As described by reporter Derek Quizon, the great challenge of UVa and W&M is balancing increasing costs, decreased state funding and a push to retain top faculty. Those are essentially the same priorities, I might add, of every university, public or private, although less renowned institutions may lack the resources to recruit star faculty.

Judging from the reporting in Quizon’s article, cutting costs does not appear to be a major preoccupation of either UVa or W&M. The focus is how to increase tuition revenue while meeting the goal of making college affordable to everyone, including lower-income students. The solution: Jack up tuition, siphon a fraction of the revenue into student aid, and squeeze harder those students whose families can afford to pay.

In institutions whose bottom line is prestige, not profits, no one is talking about dialing back the recruitment of star faculty. No one is talking about rolling back administrative overhead. No one is talking about disrupting the educational marketplace through online learning. Strategic plans are forged in response to the demands of internal constituencies, not to the demands of the labor market.

What’s true of major universities is not necessarily true of all colleges within those universities — engineering and business schools, I suspect, stay in close touch with businesses that hire their grads — and probably not true at all of community colleges, which remain focused on equipping their students with specific skills needed in the workplace.
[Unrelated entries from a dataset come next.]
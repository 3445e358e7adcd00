//! The campaign dispatch loop.
//!
//! Recipients are handled strictly one at a time: skip if already settled,
//! render, wait for the scheduler, send, commit. A send is committed to the
//! ledger before the next recipient is looked at, and interrupts are only
//! honored at waits and between recipients.

use std::fmt;

use chrono::Duration;
use rand::Rng;
use serde::Serialize;
use tracing::{error, info, warn};

use crate::clock::Clock;
use crate::error::{MailerError, Result};
use crate::progress::ProgressLedger;
use crate::recipients::Recipient;
use crate::schedule::{Action, Scheduler};
use crate::shutdown::Shutdown;
use crate::template::spintax::Chooser;
use crate::template::{RenderedEmail, Renderer};
use crate::transport::{Transport, TransportError};

/// Knobs for one run of the loop.
#[derive(Debug, Clone)]
pub struct DispatchOptions {
    /// `From` header value
    pub sender: String,
    /// Stop after this many successful sends in this run
    pub limit: Option<usize>,
    /// Attempts per recipient for transient failures, at least 1
    pub max_send_attempts: u32,
    /// Pause between transient retries
    pub retry_backoff: Duration,
    /// Only changes log fields; the caller picks the dry-run components
    pub dry_run: bool,
}

/// Why the loop stopped.
#[derive(Debug, Clone, Copy, PartialEq, Eq, Serialize)]
#[serde(rename_all = "snake_case")]
pub enum RunOutcome {
    /// Every recipient is sent or permanently failed
    Completed,
    /// `--limit` reached
    LimitReached,
    /// Daily limit reached; rerun tomorrow
    DailyLimitReached,
    /// Provider quota hit; rerun later
    QuotaExceeded,
    /// SIGINT/SIGTERM
    Interrupted,
}

impl RunOutcome {
    pub fn as_str(&self) -> &'static str {
        match self {
            RunOutcome::Completed => "completed",
            RunOutcome::LimitReached => "limit_reached",
            RunOutcome::DailyLimitReached => "daily_limit_reached",
            RunOutcome::QuotaExceeded => "quota_exceeded",
            RunOutcome::Interrupted => "interrupted",
        }
    }
}

impl fmt::Display for RunOutcome {
    fn fmt(&self, f: &mut fmt::Formatter<'_>) -> fmt::Result {
        f.write_str(self.as_str())
    }
}

#[derive(Debug, Clone, PartialEq, Eq, Serialize)]
pub struct RunSummary {
    pub outcome: RunOutcome,
    /// Sent during this run
    pub sent: usize,
    /// Permanently rejected during this run
    pub rejected: usize,
    /// Already sent or permanently failed before this run
    pub skipped: usize,
    /// Part of `skipped` that was already sent
    pub skipped_already_sent: usize,
    /// Part of `skipped` that was permanently rejected earlier
    pub skipped_failed: usize,
    /// Recipients with a non-permanent failure from an earlier run, retried
    pub retried_failures: usize,
    /// Sent across all runs of the campaign
    pub total_sent: usize,
    /// Failed across all runs of the campaign
    pub total_failed: usize,
    /// Recipients still neither sent nor failed
    pub remaining: usize,
}

#[derive(Debug, Default, Clone, Copy)]
struct Tally {
    sent: usize,
    rejected: usize,
    skipped_already_sent: usize,
    skipped_failed: usize,
    retried_failures: usize,
}

enum Slot {
    Ready,
    StopForToday,
    Interrupted,
}

enum Delivery {
    Sent,
    Rejected(String),
    QuotaExceeded(String),
    Interrupted,
}

pub struct Dispatcher<'a, C, R> {
    renderer: Renderer<C>,
    scheduler: Scheduler<R>,
    ledger: &'a mut dyn ProgressLedger,
    transport: &'a dyn Transport,
    clock: &'a dyn Clock,
    shutdown: Shutdown,
    options: DispatchOptions,
    tally: Tally,
}

impl<'a, C: Chooser, R: Rng> Dispatcher<'a, C, R> {
    pub fn new(
        renderer: Renderer<C>,
        scheduler: Scheduler<R>,
        ledger: &'a mut dyn ProgressLedger,
        transport: &'a dyn Transport,
        clock: &'a dyn Clock,
        shutdown: Shutdown,
        options: DispatchOptions,
    ) -> Self {
        Self {
            renderer,
            scheduler,
            ledger,
            transport,
            clock,
            shutdown,
            options,
            tally: Tally::default(),
        }
    }

    /// Work through `recipients` in order until done, stopped or failed.
    ///
    /// Returns `Err` only for fatal conditions: expired authorization,
    /// exhausted transient retries, or a progress write failure.
    pub async fn run(&mut self, recipients: &[Recipient]) -> Result<RunSummary> {
        let config = self.scheduler.config();
        info!(
            recipients = recipients.len(),
            already_sent = self.ledger.record().sent.len(),
            dry_run = self.options.dry_run,
            limit = ?self.options.limit,
            emails_per_hour = config.emails_per_hour,
            daily_limit = config.daily_limit,
            base_interval_seconds = config.base_interval_seconds,
            "dispatch_started"
        );

        let outcome = match self.process_all(recipients).await {
            Ok(outcome) => outcome,
            Err(e) => {
                let record = self.ledger.record();
                error!(
                    error = %e,
                    sent_this_run = self.tally.sent,
                    total_sent = record.sent.len(),
                    "dispatch_fatal"
                );
                return Err(e);
            }
        };

        let summary = self.summarize(outcome, recipients);
        info!(
            outcome = %summary.outcome,
            sent = summary.sent,
            rejected = summary.rejected,
            skipped = summary.skipped,
            skipped_already_sent = summary.skipped_already_sent,
            skipped_failed = summary.skipped_failed,
            retried_failures = summary.retried_failures,
            total_sent = summary.total_sent,
            total_failed = summary.total_failed,
            remaining = summary.remaining,
            dry_run = self.options.dry_run,
            "campaign_summary"
        );
        Ok(summary)
    }

    async fn process_all(&mut self, recipients: &[Recipient]) -> Result<RunOutcome> {
        for recipient in recipients {
            if self.shutdown.is_triggered() {
                info!(sent_this_run = self.tally.sent, "dispatch_interrupted");
                return Ok(RunOutcome::Interrupted);
            }

            let identity = recipient.email.as_str();
            let record = self.ledger.record();
            if record.is_sent(identity) {
                info!(recipient = %identity, reason = "already_sent", "dispatch_skip");
                self.tally.skipped_already_sent += 1;
                continue;
            }
            if record.is_failed(identity) {
                let reason = record.failed.get(identity).map(String::as_str).unwrap_or_default();
                info!(
                    recipient = %identity,
                    reason = "permanently_rejected",
                    rejection = %reason,
                    "dispatch_skip"
                );
                self.tally.skipped_failed += 1;
                continue;
            }
            if let Some(previous) = record.retryable_failure(identity) {
                warn!(recipient = %identity, previous_error = %previous, "dispatch_retrying_earlier_failure");
                self.tally.retried_failures += 1;
            }

            if let Some(limit) = self.options.limit {
                if self.tally.sent >= limit {
                    info!(limit = limit, "dispatch_limit_reached");
                    return Ok(RunOutcome::LimitReached);
                }
            }

            let email = self.renderer.render(recipient);

            match self.wait_for_slot(identity).await {
                Slot::Ready => {}
                Slot::StopForToday => return Ok(RunOutcome::DailyLimitReached),
                Slot::Interrupted => {
                    info!(sent_this_run = self.tally.sent, "dispatch_interrupted");
                    return Ok(RunOutcome::Interrupted);
                }
            }

            match self.deliver(&email).await? {
                Delivery::Sent => {
                    let at = self.clock.now();
                    self.ledger.record_sent(identity, at)?;
                    self.tally.sent += 1;

                    let record = self.ledger.record();
                    info!(
                        recipient = %identity,
                        subject = %email.subject,
                        sent_at = %at,
                        daily_count = record.daily_count,
                        total_sent = record.sent.len(),
                        dry_run = self.options.dry_run,
                        "dispatch_sent"
                    );
                }
                Delivery::Rejected(reason) => {
                    let at = self.clock.now();
                    self.ledger.record_failed(identity, &reason, at)?;
                    self.tally.rejected += 1;
                    error!(recipient = %identity, reason = %reason, "dispatch_rejected");
                }
                Delivery::QuotaExceeded(reason) => {
                    warn!(
                        recipient = %identity,
                        reason = %reason,
                        sent_this_run = self.tally.sent,
                        "dispatch_quota_exceeded"
                    );
                    return Ok(RunOutcome::QuotaExceeded);
                }
                Delivery::Interrupted => {
                    info!(sent_this_run = self.tally.sent, "dispatch_interrupted");
                    return Ok(RunOutcome::Interrupted);
                }
            }
        }

        Ok(RunOutcome::Completed)
    }

    /// Poll the scheduler until it allows a send, sleeping in between.
    async fn wait_for_slot(&mut self, identity: &str) -> Slot {
        loop {
            let now = self.clock.now();
            match self.scheduler.next_action(self.ledger.record(), now) {
                Action::Send => return Slot::Ready,
                Action::StopForToday => {
                    info!(
                        daily_count = self.ledger.record().daily_count_on(now.date_naive()),
                        daily_limit = self.scheduler.config().daily_limit,
                        "dispatch_daily_limit_reached"
                    );
                    return Slot::StopForToday;
                }
                Action::WaitUntil(until) => {
                    info!(
                        recipient = %identity,
                        until = %until,
                        wait_seconds = (until - now).num_milliseconds() as f64 / 1000.0,
                        "dispatch_waiting"
                    );
                    tokio::select! {
                        biased;
                        _ = self.shutdown.wait() => return Slot::Interrupted,
                        _ = self.clock.sleep_until(until) => {}
                    }
                }
            }
        }
    }

    /// Send one email, retrying transient failures with a fixed backoff.
    async fn deliver(&self, email: &RenderedEmail) -> Result<Delivery> {
        let max_attempts = self.options.max_send_attempts.max(1);
        let mut attempt = 0;

        loop {
            attempt += 1;
            match self.transport.send(email, &self.options.sender).await {
                Ok(()) => return Ok(Delivery::Sent),
                Err(TransportError::Transient(reason)) if attempt < max_attempts => {
                    warn!(
                        recipient = %email.to.email,
                        attempt = attempt,
                        max_attempts = max_attempts,
                        error = %reason,
                        retry_in_seconds = self.options.retry_backoff.num_seconds(),
                        "dispatch_send_retrying"
                    );
                    let until = self.clock.now() + self.options.retry_backoff;
                    tokio::select! {
                        biased;
                        _ = self.shutdown.wait() => return Ok(Delivery::Interrupted),
                        _ = self.clock.sleep_until(until) => {}
                    }
                }
                Err(TransportError::QuotaExceeded(reason)) => return Ok(Delivery::QuotaExceeded(reason)),
                Err(TransportError::PermanentRejection(reason)) => return Ok(Delivery::Rejected(reason)),
                Err(e) => return Err(MailerError::Transport(e)),
            }
        }
    }

    fn summarize(&self, outcome: RunOutcome, recipients: &[Recipient]) -> RunSummary {
        let record = self.ledger.record();
        let remaining = recipients
            .iter()
            .filter(|r| !record.is_sent(&r.email) && !record.is_failed(&r.email))
            .count();

        RunSummary {
            outcome,
            sent: self.tally.sent,
            rejected: self.tally.rejected,
            skipped: self.tally.skipped_already_sent + self.tally.skipped_failed,
            skipped_already_sent: self.tally.skipped_already_sent,
            skipped_failed: self.tally.skipped_failed,
            retried_failures: self.tally.retried_failures,
            total_sent: record.sent.len(),
            total_failed: record.failed_permanent.len(),
            remaining,
        }
    }
}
But for the most part colleges and universities seem to be floating in a bubble high above the grubby concerns of the business world that that pays the taxes and creates the wealth in our society. If we’re looking for structural change in how citizens acquire the skills that make them employable, don’t look for that change to be led by our elite educational institutions. The change we need will have to come from somewhere else.

— JAB


Share this article



ADVERTISEMENT

(comments below)



ADVERTISEMENT

(comments below)


Comments

14 responses to “Expect No Help from the Ivory Tower”

  1. Challenges are coming. Moody’s and SP are poised to down grade more than 100 public institutions.
    In the past half decade full time faculty at institutions have stayed constant while the number of administrators has jumped 28%.
    And MOOCs are falling by the wayside.
    Hundreds of billions of dollars have been borrowed to build recreation facilitiies, hotels, etc., etc. and someone has to pay the piper.
    But I have a lot more confidence in UVa and Harvard than most other institutions. Just a thought or two.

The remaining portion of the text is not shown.